É justamente essa lógica que ainda nos guia. O medo da guerra total paralisa, mas não impede os conflitos. Israel e Irã são adversários históricos, mas agora se enfrentam com o mundo em alerta. Os Estados Unidos já estão envolvidos diretamente, seja pelo apoio militar e diplomático irrestrito a Israel, seja pela presença estratégica de suas forças na região. China e Rússia, por sua vez, condenam os ataques e pedem contenção imediata. O que parecia um confronto localizado já mobiliza discursos, recursos e alianças em escala global. Mesmo que os tiros ainda se concentrem num único território, o conflito deixou de ser apenas regional: ele já pressiona governos, redes de informação, mercados e fronteiras em todo o mundo.

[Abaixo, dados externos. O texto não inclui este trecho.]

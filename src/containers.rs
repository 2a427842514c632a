//! Arena-resident containers for message fields.
//!
//! - [`RepeatedField<T>`]: growable array backing repeated fields
//! - [`String`] / [`Bytes`]: UTF-8 and raw byte payloads
//! - [`MapField`]: flat key/value entry array backing map fields
//! - [`RawValue`]: kind-erased 16-byte payload used by maps and extensions
//!
//! None of these implement `Drop`: their memory belongs to an arena and is
//! reclaimed when the arena's fusion group dies. Every operation that can
//! grow storage takes the arena explicitly and reports failure as `false`
//! (or `None`) instead of panicking, so allocator exhaustion surfaces as a
//! value all the way up.

use core::alloc::Layout;
use core::fmt::Debug;
use core::marker::PhantomData;
use core::ops::{Deref, DerefMut};

use crate::arena::Arena;
use crate::descriptor::Kind;

#[repr(C)]
#[derive(Copy, Clone)]
pub(crate) struct RawVec {
    ptr: *mut u8,
    cap: usize,
}

unsafe impl Send for RawVec {}
unsafe impl Sync for RawVec {}

impl RawVec {
    const fn new() -> Self {
        RawVec {
            ptr: core::ptr::null_mut(),
            cap: 0,
        }
    }

    /// Moves to a larger buffer, copying the live prefix. `new_cap == 0`
    /// means "double" (or 1 from empty). `None` on allocator exhaustion;
    /// the old buffer stays valid in that case.
    #[inline(never)]
    fn grow(mut self, new_cap: usize, layout: Layout, arena: &mut Arena) -> Option<Self> {
        assert!(layout.size() != 0, "capacity overflow");

        let new_cap = if new_cap == 0 {
            if self.cap == 0 { 4 } else { 2 * self.cap }
        } else {
            assert!(new_cap > self.cap);
            new_cap
        };
        let new_layout = Layout::from_size_align(layout.size() * new_cap, layout.align()).unwrap();
        assert!(new_layout.size() <= isize::MAX as usize, "allocation too large");

        let new_ptr = arena.alloc_raw(new_layout)?.as_ptr();
        if self.cap != 0 {
            unsafe { core::ptr::copy_nonoverlapping(self.ptr, new_ptr, layout.size() * self.cap) };
        }
        self.ptr = new_ptr;
        self.cap = new_cap;
        Some(self)
    }

    fn reserve(&mut self, new_cap: usize, layout: Layout, arena: &mut Arena) -> bool {
        if new_cap > self.cap {
            match self.grow(new_cap, layout, arena) {
                Some(buf) => *self = buf,
                None => return false,
            }
        }
        true
    }
}

/// A growable array whose storage lives in an arena.
///
/// The header is 24 bytes and sits inline in message memory; element storage
/// is reallocated out of the arena as the array grows. Old buffers are
/// abandoned to the arena rather than freed.
#[repr(C)]
pub struct RepeatedField<T> {
    buf: RawVec,
    len: usize,
    phantom: PhantomData<T>,
}

impl<T: PartialEq> PartialEq for RepeatedField<T> {
    fn eq(&self, other: &Self) -> bool {
        self.as_ref() == other.as_ref()
    }
}

impl<T: PartialEq> PartialEq<&[T]> for RepeatedField<T> {
    fn eq(&self, other: &&[T]) -> bool {
        self.as_ref() == *other
    }
}

impl<T: Eq> Eq for RepeatedField<T> {}

impl<T> Default for RepeatedField<T> {
    fn default() -> Self {
        Self::new()
    }
}

impl<T: Debug> Debug for RepeatedField<T> {
    fn fmt(&self, f: &mut core::fmt::Formatter<'_>) -> core::fmt::Result {
        self.as_ref().fmt(f)
    }
}

impl<T> RepeatedField<T> {
    const fn ptr(&self) -> *mut T {
        self.buf.ptr as *mut T
    }

    const fn cap(&self) -> usize {
        self.buf.cap
    }

    pub const fn new() -> Self {
        RepeatedField {
            buf: RawVec::new(),
            len: 0,
            phantom: PhantomData,
        }
    }

    pub fn from_slice(slice: &[T], arena: &mut Arena) -> Option<Self>
    where
        T: Copy,
    {
        let mut rf = Self::new();
        if rf.append(slice, arena) { Some(rf) } else { None }
    }

    pub const fn from_static(slice: &'static [T]) -> Self {
        RepeatedField {
            buf: RawVec {
                ptr: slice.as_ptr() as *mut u8,
                cap: slice.len(),
            },
            len: slice.len(),
            phantom: PhantomData,
        }
    }

    pub const fn slice(&self) -> &[T] {
        if self.cap() == 0 {
            &[]
        } else {
            unsafe { core::slice::from_raw_parts(self.ptr(), self.len) }
        }
    }

    pub fn slice_mut(&mut self) -> &mut [T] {
        if self.cap() == 0 {
            &mut []
        } else {
            unsafe { core::slice::from_raw_parts_mut(self.ptr(), self.len) }
        }
    }

    /// Appends `elem`, growing from the arena if full. `false` on allocator
    /// exhaustion; the array is unchanged in that case.
    #[inline]
    pub fn push(&mut self, elem: T, arena: &mut Arena) -> bool {
        let l = self.len;
        if l == self.cap() {
            match self.buf.grow(0, Layout::new::<T>(), arena) {
                Some(buf) => self.buf = buf,
                None => return false,
            }
        }
        unsafe { self.ptr().add(l).write(elem) };
        self.len = l + 1;
        true
    }

    /// Removes and returns the element at `index`, shifting the tail down.
    pub fn remove(&mut self, index: usize) -> T {
        let len = self.len;
        assert!(index < len, "index out of bounds");
        let len = len - 1;
        unsafe {
            let result = core::ptr::read(self.ptr().add(index));
            core::ptr::copy(
                self.ptr().add(index + 1),
                self.ptr().add(index),
                len - index,
            );
            self.len = len;
            result
        }
    }

    /// Drops all elements logically; storage stays with the arena.
    pub fn clear(&mut self) {
        self.len = 0;
    }

    pub fn reserve(&mut self, new_cap: usize, arena: &mut Arena) -> bool {
        self.buf.reserve(new_cap, Layout::new::<T>(), arena)
    }

    pub fn assign(&mut self, slice: &[T], arena: &mut Arena) -> bool
    where
        T: Copy,
    {
        self.clear();
        self.append(slice, arena)
    }

    pub fn append(&mut self, slice: &[T], arena: &mut Arena) -> bool
    where
        T: Copy,
    {
        let old_len = self.len;
        if slice.is_empty() {
            return true;
        }
        if !self.reserve(old_len + slice.len(), arena) {
            return false;
        }
        unsafe {
            self.ptr()
                .add(old_len)
                .copy_from_nonoverlapping(slice.as_ptr(), slice.len());
        }
        self.len = old_len + slice.len();
        true
    }
}

impl<T> Deref for RepeatedField<T> {
    type Target = [T];
    fn deref(&self) -> &[T] {
        self.slice()
    }
}

impl<T> DerefMut for RepeatedField<T> {
    fn deref_mut(&mut self) -> &mut [T] {
        self.slice_mut()
    }
}

pub type Bytes = RepeatedField<u8>;

/// UTF-8 string payload. Same layout as [`Bytes`], same arena discipline.
#[repr(C)]
#[derive(Default, PartialEq, Eq)]
pub struct String(Bytes);

impl core::fmt::Debug for String {
    fn fmt(&self, f: &mut core::fmt::Formatter<'_>) -> core::fmt::Result {
        write!(f, "{:?}", self.as_str())
    }
}

impl String {
    pub const fn new() -> Self {
        String(RepeatedField::new())
    }

    pub fn from_str(s: &str, arena: &mut Arena) -> Option<Self> {
        RepeatedField::from_slice(s.as_bytes(), arena).map(String)
    }

    pub const fn from_static(s: &'static str) -> Self {
        String(RepeatedField::from_static(s.as_bytes()))
    }

    pub const fn as_str(&self) -> &str {
        // Only ever filled from &str, so the bytes are valid UTF-8.
        unsafe { core::str::from_utf8_unchecked(self.0.slice()) }
    }

    pub fn assign(&mut self, s: &str, arena: &mut Arena) -> bool {
        self.0.assign(s.as_bytes(), arena)
    }

    pub fn clear(&mut self) {
        self.0.clear();
    }
}

impl Deref for String {
    type Target = str;
    fn deref(&self) -> &str {
        self.as_str()
    }
}

/// Kind-erased field payload: 64 value bits for inline scalars, a pointer
/// for arena-resident aux objects (string, bytes, submessage). The owning
/// field descriptor's declared [`Kind`] says which half is meaningful.
#[repr(C)]
#[derive(Clone, Copy, Debug)]
pub struct RawValue {
    pub(crate) bits: u64,
    pub(crate) ptr: *mut u8,
}

unsafe impl Send for RawValue {}
unsafe impl Sync for RawValue {}

impl RawValue {
    pub(crate) const fn from_bits(bits: u64) -> Self {
        RawValue {
            bits,
            ptr: core::ptr::null_mut(),
        }
    }

    pub(crate) const fn from_ptr(ptr: *mut u8) -> Self {
        RawValue { bits: 0, ptr }
    }
}

impl Default for RawValue {
    fn default() -> Self {
        RawValue::from_bits(0)
    }
}

/// One key/value pair of a map field.
#[repr(C)]
#[derive(Clone, Copy)]
pub struct MapEntry {
    pub(crate) key: RawValue,
    pub(crate) value: RawValue,
}

/// Map field storage: a flat entry array with linear key lookup.
///
/// Maps in a single message are small in practice, and a flat array keeps
/// the whole container arena-resident with no hashing state. At most one
/// entry per key; insert replaces.
#[repr(C)]
#[derive(Default)]
pub struct MapField {
    entries: RepeatedField<MapEntry>,
}

/// Key equality under a declared key kind. Scalar keys compare by their 64
/// value bits; string keys compare contents through their arena pointers.
pub(crate) fn raw_key_eq(key_kind: Kind, a: RawValue, b: RawValue) -> bool {
    match key_kind {
        Kind::String | Kind::Bytes => {
            let sa = unsafe { &*(a.ptr as *const Bytes) };
            let sb = unsafe { &*(b.ptr as *const Bytes) };
            sa.slice() == sb.slice()
        }
        _ => a.bits == b.bits,
    }
}

impl MapField {
    pub const fn new() -> Self {
        MapField {
            entries: RepeatedField::new(),
        }
    }

    pub fn len(&self) -> usize {
        self.entries.len
    }

    pub fn is_empty(&self) -> bool {
        self.entries.len == 0
    }

    pub(crate) fn entries(&self) -> &[MapEntry] {
        self.entries.slice()
    }

    pub(crate) fn entries_mut(&mut self) -> &mut [MapEntry] {
        self.entries.slice_mut()
    }

    pub(crate) fn find(&self, key_kind: Kind, key: RawValue) -> Option<&MapEntry> {
        self.entries
            .iter()
            .find(|e| raw_key_eq(key_kind, e.key, key))
    }

    /// Inserts or replaces. `Some(true)` if an existing key was replaced,
    /// `Some(false)` if a new entry was added, `None` on allocator
    /// exhaustion.
    pub(crate) fn insert(
        &mut self,
        key_kind: Kind,
        key: RawValue,
        value: RawValue,
        arena: &mut Arena,
    ) -> Option<bool> {
        if let Some(e) = self
            .entries
            .slice_mut()
            .iter_mut()
            .find(|e| raw_key_eq(key_kind, e.key, key))
        {
            e.value = value;
            return Some(true);
        }
        if self.entries.push(MapEntry { key, value }, arena) {
            Some(false)
        } else {
            None
        }
    }

    /// Removes the entry for `key`, if present.
    pub(crate) fn remove(&mut self, key_kind: Kind, key: RawValue) -> bool {
        let idx = self
            .entries
            .iter()
            .position(|e| raw_key_eq(key_kind, e.key, key));
        match idx {
            Some(i) => {
                self.entries.remove(i);
                true
            }
            None => false,
        }
    }

    pub fn clear(&mut self) {
        self.entries.clear();
    }
}

#[cfg(test)]
mod tests {
    use super::*;
    use crate::alloc::GLOBAL;

    #[test]
    fn push_and_read() {
        let mut arena = Arena::new(&GLOBAL);
        let mut rf = RepeatedField::<i32>::new();
        for i in 0..100 {
            assert!(rf.push(i, &mut arena));
        }
        assert_eq!(rf.len(), 100);
        assert_eq!(rf[41], 41);
        rf.clear();
        assert!(rf.is_empty());
    }

    #[test]
    fn assign_replaces_contents() {
        let mut arena = Arena::new(&GLOBAL);
        let mut rf = RepeatedField::<u64>::new();
        assert!(rf.assign(&[1, 2, 3], &mut arena));
        assert!(rf.assign(&[9, 8], &mut arena));
        assert_eq!(&rf[..], &[9, 8]);
    }

    #[test]
    fn remove_shifts_tail() {
        let mut arena = Arena::new(&GLOBAL);
        let mut rf = RepeatedField::<u8>::new();
        rf.append(&[1, 2, 3, 4], &mut arena);
        assert_eq!(rf.remove(1), 2);
        assert_eq!(&rf[..], &[1, 3, 4]);
    }

    #[test]
    fn static_backing() {
        static WORDS: [u32; 3] = [7, 8, 9];
        let rf = RepeatedField::from_static(&WORDS);
        assert_eq!(&rf[..], &[7, 8, 9]);
    }

    #[test]
    fn string_roundtrip() {
        let mut arena = Arena::new(&GLOBAL);
        let mut s = String::from_str("hello", &mut arena).unwrap();
        assert_eq!(s.as_str(), "hello");
        assert!(s.assign("longer replacement text", &mut arena));
        assert_eq!(&*s, "longer replacement text");
        s.clear();
        assert_eq!(s.as_str(), "");
    }

    #[test]
    fn map_insert_replace_remove() {
        let mut arena = Arena::new(&GLOBAL);
        let mut map = MapField::new();
        let k1 = RawValue::from_bits(1);
        let k2 = RawValue::from_bits(2);
        assert_eq!(
            map.insert(Kind::Int32, k1, RawValue::from_bits(10), &mut arena),
            Some(false)
        );
        assert_eq!(
            map.insert(Kind::Int32, k2, RawValue::from_bits(20), &mut arena),
            Some(false)
        );
        assert_eq!(
            map.insert(Kind::Int32, k1, RawValue::from_bits(11), &mut arena),
            Some(true)
        );
        assert_eq!(map.len(), 2);
        assert_eq!(map.find(Kind::Int32, k1).unwrap().value.bits, 11);
        assert!(map.remove(Kind::Int32, k2));
        assert!(!map.remove(Kind::Int32, k2));
        assert_eq!(map.len(), 1);
    }

    #[test]
    fn map_string_keys_compare_by_content() {
        let mut arena = Arena::new(&GLOBAL);
        let mut map = MapField::new();

        let make_key = |text: &str, arena: &mut Arena| -> RawValue {
            let s = String::from_str(text, arena).unwrap();
            let slot = arena
                .alloc_raw(Layout::new::<String>())
                .unwrap()
                .cast::<String>();
            unsafe { slot.as_ptr().write(s) };
            RawValue::from_ptr(slot.as_ptr() as *mut u8)
        };

        let ka = make_key("alpha", &mut arena);
        let ka2 = make_key("alpha", &mut arena);
        let kb = make_key("beta", &mut arena);
        map.insert(Kind::String, ka, RawValue::from_bits(1), &mut arena);
        // Distinct allocation, equal contents: replaces rather than adds.
        assert_eq!(
            map.insert(Kind::String, ka2, RawValue::from_bits(2), &mut arena),
            Some(true)
        );
        assert_eq!(
            map.insert(Kind::String, kb, RawValue::from_bits(3), &mut arena),
            Some(false)
        );
        assert_eq!(map.len(), 2);
        assert_eq!(map.find(Kind::String, ka).unwrap().value.bits, 2);
    }

    #[test]
    fn push_fails_cleanly_on_oom() {
        use crate::test_utils::CountingAllocator;
        let counting = CountingAllocator::new();
        counting.fail_after(1);
        let mut arena = Arena::new(&counting);
        let mut rf = RepeatedField::<u64>::new();
        assert!(rf.push(1, &mut arena));
        // Fill far past the first block so the next grow needs upstream.
        let mut ok = true;
        for i in 0..100_000 {
            if !rf.push(i, &mut arena) {
                ok = false;
                break;
            }
        }
        assert!(!ok, "push should eventually fail with a failing upstream");
    }
}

Ninguém quer ser o primeiro a apertar o botão. Há quem acredite que as armas nucleares funcionam como um freio, que o medo da destruição total ainda contém os impulsos mais radicais. Mas o risco não está apenas na decisão racional. Está no erro de cálculo, na retórica inflamada, nas redes sociais que amplificam ódios, nos governos instáveis, nos drones sem supervisão, na tecnologia que desumaniza o campo de batalha. A ameaça de destruição mútua continua pairando, mas isso não impediu a guerra na Ucrânia, nem a destruição de Gaza, nem o envio de armamentos cada vez mais letais para todos os lados.

 Enquanto a atenção internacional se concentra em Israel, Irã, Gaza e Ucrânia, outras guerras seguem ativas e silenciosas. No Sudão, uma guerra civil arrasa cidades inteiras sem manchete. No Iêmen, milhões enfrentam fome extrema em um conflito que se arrasta há quase uma década. Na República Democrática do Congo, a disputa por minérios estratégicos alimenta massacres ignorados por quem lucra com baterias e eletrônicos. No Haiti, o colapso institucional virou terreno livre para milícias armadas. Em Myanmar, a repressão militar é permanente. E, na Cisjordânia, longe dos bombardeios de Gaza, a violência cotidiana contra o povo palestino se intensifica. São conflitos que não mobilizam a grande mídia, nem as sanções do Ocidente. Talvez porque a lógica de quem merece compaixão ainda seja ditada por mapas, interesses econômicos e cor da pele. Talvez porque, neste novo tipo de guerra, o silêncio também seja uma arma.

 A verdade é que talvez estejamos esperando a Terceira Guerra com olhos demais voltados para o passado. Esperamos uma nova Polônia invadida, uma nova Pearl Harbor, uma nova declaração solene nas Nações Unidas. Mas talvez ela já esteja em curso, só que em camadas: cibernética, econômica, climática, informacional. A propaganda virou arma de guerra. As sanções também. O mundo já está alinhado em blocos hostis, mesmo sem um front claro. Israel e Irã podem ser o estopim de algo maior, mas também são peças num tabuleiro muito mais complexo. Não se trata de saber quem vai atirar primeiro, mas de reconhecer que o conflito já está sendo travado. E, neste novo tipo de guerra, o mais perigoso talvez não seja quem carrega a bomba, mas quem manipula a narrativa.